Het lijkt een overzichtelijk probleem, maar ik zou de voorzitter niet aanraden om als wachtwoord "0000", vier keer nul, te nemen, als zij op DigiD overgaat. Ik denk dat dit wel duidelijk is. Tegelijkertijd heeft dat een aspect waarop ik de aandacht wil vestigen. U zegt immers: het beveiligingsniveau hangt af van het doel waarvoor je het systeem gebruikt. Er is echter nog iets anders in het geding en dat is privacy, het gevoel dat andere mensen, mits zij jouw wachtwoord achterhalen, in jouw gegevens kunnen kijken. Dit staat los van de vraag hoe vaak het voorkomt en waarvoor het systeem gebruikt is. Bent u met mij van mening dat, tijdens de beslissing om zo snel mogelijk tot een hoger beveiligingsniveau te komen, ook privacy een rol moet spelen?
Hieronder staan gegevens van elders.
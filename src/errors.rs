use std::io;
use std::path::PathBuf;

use thiserror::Error;

/// Error type for argument validation, codec, and filesystem failures.
///
/// Absence of a file on a read path is not an error; read APIs report it as
/// `Ok(None)`.
#[derive(Debug, Error)]
pub enum ExperimentError {
    #[error("invalid argument: {0}")]
    InvalidArgument(String),
    #[error("source directory or file '{}' does not exist", .path.display())]
    SourceNotFound { path: PathBuf },
    #[error("malformed record row at line {line}: {details}")]
    MalformedRow { line: u64, details: String },
    #[error("malformed document '{}': {details}", .path.display())]
    MalformedDocument { path: PathBuf, details: String },
    #[error(transparent)]
    Io(#[from] io::Error),
}
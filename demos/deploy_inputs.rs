use std::error::Error;
use std::path::PathBuf;

use clap::Parser;

use experiment_files::{DirectoryMirror, ExtensionFilter};

#[derive(Debug, Parser)]
#[command(
    name = "deploy_inputs",
    disable_help_subcommand = true,
    about = "Mirror an authored inputs tree into an experiment build",
    long_about = "Copy every file under the source tree into the destination, overwriting \
what is already there and skipping excluded extensions (editor sidecars by default)."
)]
struct DeployInputsCli {
    #[arg(value_name = "SOURCE", help = "Authored inputs folder to deploy from")]
    source: PathBuf,
    #[arg(value_name = "DEST", help = "Inputs folder of the experiment build")]
    dest: PathBuf,
    #[arg(
        long,
        value_name = "EXT",
        default_values_t = vec!["meta".to_string()],
        help = "Extension to skip (leading dot optional), repeat as needed"
    )]
    exclude: Vec<String>,
    #[arg(long, help = "Copy top-level files only")]
    flat: bool,
}

fn main() -> Result<(), Box<dyn Error>> {
    let cli = DeployInputsCli::parse();

    let filter: ExtensionFilter = cli.exclude.iter().map(String::as_str).collect();
    let report = DirectoryMirror::new(&cli.source, &cli.dest)
        .with_recursive(!cli.flat)
        .with_filter(filter)
        .copy()?;

    println!(
        "deployed {} -> {}",
        cli.source.display(),
        cli.dest.display()
    );
    println!("  copied:  {}", report.copied);
    println!("  skipped: {}", report.skipped);
    Ok(())
}
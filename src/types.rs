/// Numeric participant identifier; its decimal rendering names the
/// participant's folder under the inputs and outputs roots.
/// Examples: `1`, `42`, `117`
pub type ParticipantId = u32;
/// Header name of one column in a record file.
/// Examples: `Time`, `Position`, `TrialIndex`
pub type ColumnName = String;
/// Raw text of a single cell before typed parsing.
/// Examples: `0.25`, `[1.5,-2]`, `practice_block`
pub type Cell = String;
/// File name (with or without extension) as accepted by the stores.
/// Examples: `movements`, `Settings.json`, `trials.csv`
pub type FileName = String;
//! Error types for storage operations.

use std::io;
use thiserror::Error;

/// Result type for storage operations.
pub type StorageResult<T> = Result<T, StorageError>;

/// Errors that can occur during storage operations.
#[derive(Debug, Error)]
pub enum StorageError {
    /// An I/O error occurred.
    #[error("I/O error: {0}")]
    Io(#[from] io::Error),

    /// The backend state is corrupted.
    #[error("storage corrupted: {0}")]
    Corrupted(String),

    /// The backend has been closed.
    #[error("storage is closed")]
    Closed,

    /// The backend rejected the operation for a reason of its own.
    #[error("backend failure: {0}")]
    Backend(String),
}

impl StorageError {
    /// Creates a backend failure error.
    pub fn backend(message: impl Into<String>) -> Self {
        Self::Backend(message.into())
    }
}
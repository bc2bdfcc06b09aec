//! Keys and key conversion.
//!
//! The engine works with an opaque key type `K`; callers work with string
//! identifiers. A [`KeyConverter`] translates between the two and mints new
//! keys. Each [`crate::MapStorage`] owns exactly one converter.

use crate::error::{CoreError, CoreResult};
use std::fmt::Debug;
use std::hash::Hash;
use std::sync::atomic::{AtomicU64, Ordering};
use uuid::Uuid;

/// Capabilities the engine needs from a key type.
///
/// Implemented automatically for every type with the required bounds.
pub trait MapKey: Clone + Eq + Ord + Hash + Debug + Send + Sync + 'static {}

impl<T> MapKey for T where T: Clone + Eq + Ord + Hash + Debug + Send + Sync + 'static {}

/// Converts between keys and external string identifiers.
pub trait KeyConverter<K>: Send + Sync {
    /// Parses an identifier.
    ///
    /// # Errors
    ///
    /// Returns [`CoreError::InvalidKey`] if `id` is not a valid key.
    fn from_string(&self, id: &str) -> CoreResult<K>;

    /// Parses an identifier, returning `None` on malformed input.
    ///
    /// Lookups use this so that a bad id behaves as "not found".
    fn from_string_safe(&self, id: &str) -> Option<K> {
        self.from_string(id).ok()
    }

    /// Renders a key as an identifier.
    fn key_to_string(&self, key: &K) -> String;

    /// Produces a fresh key that collides with no other key from this
    /// converter.
    ///
    /// # Errors
    ///
    /// Returns [`CoreError::KeysExhausted`] if the converter has no fresh
    /// key left.
    fn yield_new_unique_key(&self) -> CoreResult<K>;
}

/// Random v4 UUID keys.
///
/// Only the canonical lowercase hyphenated form is accepted, so
/// `key_to_string(from_string(s)) == s` for every accepted `s`.
#[derive(Debug, Clone, Copy, Default)]
pub struct UuidKeyConverter;

impl KeyConverter<Uuid> for UuidKeyConverter {
    fn from_string(&self, id: &str) -> CoreResult<Uuid> {
        let uuid = Uuid::try_parse(id).map_err(|e| CoreError::invalid_key(id, e.to_string()))?;
        if uuid.hyphenated().to_string() != id {
            return Err(CoreError::invalid_key(
                id,
                "expected canonical lowercase hyphenated form",
            ));
        }
        Ok(uuid)
    }

    fn key_to_string(&self, key: &Uuid) -> String {
        key.hyphenated().to_string()
    }

    fn yield_new_unique_key(&self) -> CoreResult<Uuid> {
        Ok(Uuid::new_v4())
    }
}

/// Plain string keys.
///
/// Any non-empty identifier is a valid key. New keys are random UUID
/// strings.
#[derive(Debug, Clone, Copy, Default)]
pub struct StringKeyConverter;

impl KeyConverter<String> for StringKeyConverter {
    fn from_string(&self, id: &str) -> CoreResult<String> {
        if id.is_empty() {
            return Err(CoreError::invalid_key(id, "empty identifier"));
        }
        Ok(id.to_string())
    }

    fn key_to_string(&self, key: &String) -> String {
        key.clone()
    }

    fn yield_new_unique_key(&self) -> CoreResult<String> {
        Ok(Uuid::new_v4().to_string())
    }
}

/// Monotonic integer keys.
///
/// Accepts canonical decimal ids only (no sign, no leading zeros). Parsing
/// an id with [`KeyConverter::from_string`] at or above the next sequence
/// value bumps the sequence past it, so explicitly supplied ids never
/// collide with later generated ones. Lookups through
/// [`KeyConverter::from_string_safe`] leave the sequence alone.
///
/// `u64::MAX` is never generated; once the sequence reaches it, generation
/// fails instead of wrapping.
#[derive(Debug)]
pub struct SequenceKeyConverter {
    next: AtomicU64,
}

impl SequenceKeyConverter {
    /// Creates a converter whose first generated key is `start`.
    #[must_use]
    pub const fn starting_at(start: u64) -> Self {
        Self {
            next: AtomicU64::new(start),
        }
    }
}

impl Default for SequenceKeyConverter {
    fn default() -> Self {
        Self::starting_at(1)
    }
}

impl KeyConverter<u64> for SequenceKeyConverter {
    fn from_string(&self, id: &str) -> CoreResult<u64> {
        let value = parse_canonical(id)?;
        if let Some(after) = value.checked_add(1) {
            self.next.fetch_max(after, Ordering::SeqCst);
        }
        Ok(value)
    }

    fn from_string_safe(&self, id: &str) -> Option<u64> {
        parse_canonical(id).ok()
    }

    fn key_to_string(&self, key: &u64) -> String {
        key.to_string()
    }

    fn yield_new_unique_key(&self) -> CoreResult<u64> {
        self.next
            .fetch_update(Ordering::SeqCst, Ordering::SeqCst, |n| n.checked_add(1))
            .map_err(|_| CoreError::keys_exhausted("integer key sequence reached u64::MAX"))
    }
}

fn parse_canonical(id: &str) -> CoreResult<u64> {
    let value: u64 = id
        .parse()
        .map_err(|e: std::num::ParseIntError| CoreError::invalid_key(id, e.to_string()))?;
    if value.to_string() != id {
        return Err(CoreError::invalid_key(id, "expected canonical decimal form"));
    }
    Ok(value)
}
Staatssecretaris Bijleveld-Schouten:

Dat ben ik inderdaad met de heer Heijnen van mening. Wat het EPD betreft, is om die reden al voor een ander beveiligingsniveau gekozen. Daarbij speelde de discussie over privacygevoelige gegevens een rol. De EPD-DigiD is alleen te activeren door een persoon die een brief heeft gekregen met een activeringscode die hij fysiek moet ophalen. De niveaukeuze wordt overigens niet altijd door ons gemaakt. Dat gebeurt meestal door de overheidsinstellingen die daarvan gebruikmaken. Zij moeten bij het maken van die keuze dus rekening houden met de privacy.